Hail master rrr314159/Siekmanski, Nope did'nt find those pulsars yet (dreamy look), but I'am on my way...
Writing a paper on a High Performance / High Throughput Computing Hybrid grid that may be
able to implement FFT searches in parallel for the use of binary star pulsar searches and much more...
Still knocking it out though so don't hold you're breath just yet.... takes forever - thesis writing part that is.

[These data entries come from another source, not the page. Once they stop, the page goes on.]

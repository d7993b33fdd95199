//! Consultation stage state machine.
//!
//! Defines the phases of a symptom-intake conversation and the moves the
//! dialogue engine is allowed to make between them.

use serde::{Deserialize, Serialize};
use std::fmt;

use crate::domain::foundation::StateMachine;

/// The phase of a symptom-intake conversation.
///
/// Stages move in a loop:
/// - `Intake`: waiting for the first symptom description
/// - `FollowUp`: asking follow-up questions, collecting more symptoms
/// - `Diagnosed`: a report has been given; only a reset moves on
#[derive(Debug, Clone, Copy, PartialEq, Eq, Hash, Serialize, Deserialize, Default)]
#[serde(rename_all = "snake_case")]
pub enum ConsultationStage {
    /// Fresh conversation, no symptoms yet.
    #[default]
    Intake,

    /// At least one symptom collected, more being gathered.
    FollowUp,

    /// Enough symptoms collected and a diagnosis report delivered.
    Diagnosed,
}

impl ConsultationStage {
    /// Returns a short label suitable for UI display.
    pub fn label(&self) -> &'static str {
        match self {
            Self::Intake => "Intake",
            Self::FollowUp => "Follow-up",
            Self::Diagnosed => "Diagnosed",
        }
    }
}

impl fmt::Display for ConsultationStage {
    fn fmt(&self, f: &mut fmt::Formatter<'_>) -> fmt::Result {
        f.write_str(self.label())
    }
}

impl StateMachine for ConsultationStage {
    fn can_transition_to(&self, target: &Self) -> bool {
        use ConsultationStage::*;
        matches!(
            (self, target),
            // First description moves straight to follow-up questions
            (Intake, FollowUp) |
            // Keep asking until the threshold is reached
            (FollowUp, FollowUp) |
            (FollowUp, Diagnosed) |
            // Help text keeps the stage, an explicit reset starts over
            (Diagnosed, Diagnosed) |
            (Diagnosed, Intake)
        )
    }

    fn valid_transitions(&self) -> Vec<Self> {
        use ConsultationStage::*;
        match self {
            Intake => vec![FollowUp],
            FollowUp => vec![FollowUp, Diagnosed],
            Diagnosed => vec![Diagnosed, Intake],
        }
    }
}
//! Chat transcript messages.
//!
//! Messages are immutable records of user/assistant exchanges. Attachments
//! ride along as opaque bytes; nothing in the crate looks inside them.

use serde::{Deserialize, Serialize};
use std::fmt;

use crate::domain::foundation::{MessageId, Timestamp};

/// Role of a message sender in a consultation.
#[derive(Debug, Clone, Copy, PartialEq, Eq, Hash, Serialize, Deserialize)]
#[serde(rename_all = "snake_case")]
pub enum Role {
    /// Patient input.
    User,
    /// Assistant reply.
    Assistant,
}

/// A file the user attached to a turn.
#[derive(Clone, PartialEq, Eq, Serialize, Deserialize)]
pub struct Attachment {
    pub file_name: String,
    pub media_type: String,
    #[serde(skip)]
    pub bytes: Vec<u8>,
}

impl Attachment {
    pub fn new(file_name: impl Into<String>, media_type: impl Into<String>, bytes: Vec<u8>) -> Self {
        Self {
            file_name: file_name.into(),
            media_type: media_type.into(),
            bytes,
        }
    }
}

// Byte contents stay out of logs.
impl fmt::Debug for Attachment {
    fn fmt(&self, f: &mut fmt::Formatter<'_>) -> fmt::Result {
        f.debug_struct("Attachment")
            .field("file_name", &self.file_name)
            .field("media_type", &self.media_type)
            .field("size", &self.bytes.len())
            .finish()
    }
}

/// An immutable message in a consultation transcript.
#[derive(Debug, Clone, PartialEq, Eq, Serialize, Deserialize)]
pub struct ChatMessage {
    id: MessageId,
    role: Role,
    content: String,
    attachment: Option<Attachment>,
    created_at: Timestamp,
}

impl ChatMessage {
    /// Creates a user message. Content may be empty when an attachment is present.
    pub fn user(content: impl Into<String>, attachment: Option<Attachment>) -> Self {
        Self {
            id: MessageId::new(),
            role: Role::User,
            content: content.into(),
            attachment,
            created_at: Timestamp::now(),
        }
    }

    /// Creates an assistant message.
    pub fn assistant(content: impl Into<String>) -> Self {
        Self {
            id: MessageId::new(),
            role: Role::Assistant,
            content: content.into(),
            attachment: None,
            created_at: Timestamp::now(),
        }
    }

    pub fn id(&self) -> MessageId {
        self.id
    }

    pub fn role(&self) -> Role {
        self.role
    }

    pub fn content(&self) -> &str {
        &self.content
    }

    pub fn attachment(&self) -> Option<&Attachment> {
        self.attachment.as_ref()
    }

    pub fn created_at(&self) -> Timestamp {
        self.created_at
    }
}

#[cfg(test)]
mod tests {
    use super::*;

    #[test]
    fn user_message_carries_attachment_untouched() {
        let bytes = vec![0xFF, 0xD8, 0xFF, 0x00];
        let attachment = Attachment::new("rash.jpg", "image/jpeg", bytes.clone());
        let msg = ChatMessage::user("", Some(attachment));

        assert_eq!(msg.role(), Role::User);
        assert_eq!(msg.attachment().unwrap().bytes, bytes);
        assert_eq!(msg.attachment().unwrap().media_type, "image/jpeg");
    }

    #[test]
    fn assistant_message_has_no_attachment() {
        let msg = ChatMessage::assistant("How long have you had this?");
        assert_eq!(msg.role(), Role::Assistant);
        assert!(msg.attachment().is_none());
    }

    #[test]
    fn messages_get_distinct_ids() {
        assert_ne!(ChatMessage::assistant("a").id(), ChatMessage::assistant("a").id());
    }

    #[test]
    fn debug_output_hides_bytes() {
        let attachment = Attachment::new("scan.pdf", "application/pdf", vec![1, 2, 3]);
        let rendered = format!("{:?}", attachment);
        assert!(rendered.contains("size: 3"));
        assert!(!rendered.contains("[1, 2, 3]"));
    }

    #[test]
    fn role_serializes_snake_case() {
        assert_eq!(serde_json::to_string(&Role::Assistant).unwrap(), "\"assistant\"");
    }
}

Coding part - well on its way - all in >ASM<
Hope you're all still doing well, miss chatting with you (mayhap I'll drop you a PM so you can do some beta testing ??) :bgrin:
Raistlin
@Siekmanski,
You've got the right idea, comment almost every line. When coding, comments seem superfluous (it's all so obvious), but later on I regret leaving them out.
@raistlin,
No doubt there are a lot of pulsars out there waiting to be discovered. It's interesting that shortly after our 2015 FFT thread, LIGO finally detected gravitational waves. That adds considerable legitimacy to Hulse & Taylor. Wouldn't be surprised if it gives a boost to pulsar research, looking for more examples like PSR B1913+16.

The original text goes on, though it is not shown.